Originally, TILLING was used to investigate gene function in Arabidopsis and has since been
similarly applied for gene functional analysis in other organisms. TILLING also allows the
generation of novel genetic variation in specific genotypes and, thus, has been implemented as a
tool for crop improvement.
Ethyl methanesulfonate (EMS) is a widely used mutagen to induce point mutations in
most TILLING protocols. M1 plants are then self-pollinated and M2 seed harvested. A single
seed is grown from each M2 progeny and tissue taken for DNA isolation. M3 seed is cataloged.

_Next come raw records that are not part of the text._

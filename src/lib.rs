//! Streaming chat-completion client with token-budgeted conversation sessions
//!
//! - `conversation`: named conversations and their invariants
//! - `context`: model token budgets, token accounting and truncation
//! - `api`: completion API client and event-stream decoding
//! - `session`: the request state machine, retry and cancellation
//! - `persistence`: saved sessions over an async key-value store

pub mod api;
pub mod config;
pub mod context;
pub mod conversation;
pub mod error;
pub mod logging;
pub mod metrics;
pub mod persistence;
pub mod session;

pub use api::CompletionClient;
pub use config::Config;
pub use context::{ModelProfile, TokenAccountant};
pub use conversation::{Conversation, ConversationSet, ConversationStore, Message, Role};
pub use error::{ChatError, RequestError, Result};
pub use persistence::{PersistenceAdapter, SavedSession, SessionArchive};
pub use session::{AskOptions, ChatSession, PartialReplyPolicy, ReplyStream, SessionState};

DNA is pooled to increase the efficiency and aid in mutation detection. Polymerase chain
reaction (PCR) is used to amplify a locus of interest using the M2 DNA pools as a template. The
PCR products are digested with an endonuclease that cleaves mismatched, mutant DNA, and the
digested products are visualized. The pools for which PCR products are positive for a mutation
are deconvoluted to determine which individual plant of the pool was responsible for the
mutation. DNA from the positive individual is sequenced to determine the type of mutation
(missense, nonsense, synonymous). Individuals with mutations that are more likely to disrupt
gene function (nonsense and certain missense) are studied further by growing the corresponding
M3 generation.
In bread wheat, Triticum aestivum, TILLING is complicated by polyploidy: genes that
have homoeologs require that the functionality of each be studied. If functional homoeologs are
present for all three genomes, mutants must be identified for each homoeolog, followed by
successive intercrossing to produce a triple mutant plant. As a model for wheat genetics, we
propose TILLING in diploid wheat.
EMS mutant populations were created in diploid wheat (Triticum monococcum ssp.
monococcum) and the hexaploid bread wheat cultivar ‘Jagger’. The diploid and hexaploid wheat
populations were screened for mutations at the waxy locus, GBSS1, as a validation of our
population and for comparative analysis of mutation rates in 2x and 6x wheat. For diploid
wheat, GBSSI was screened in 716 M2 plants, and one mutant was found for 1.9 Mb screened.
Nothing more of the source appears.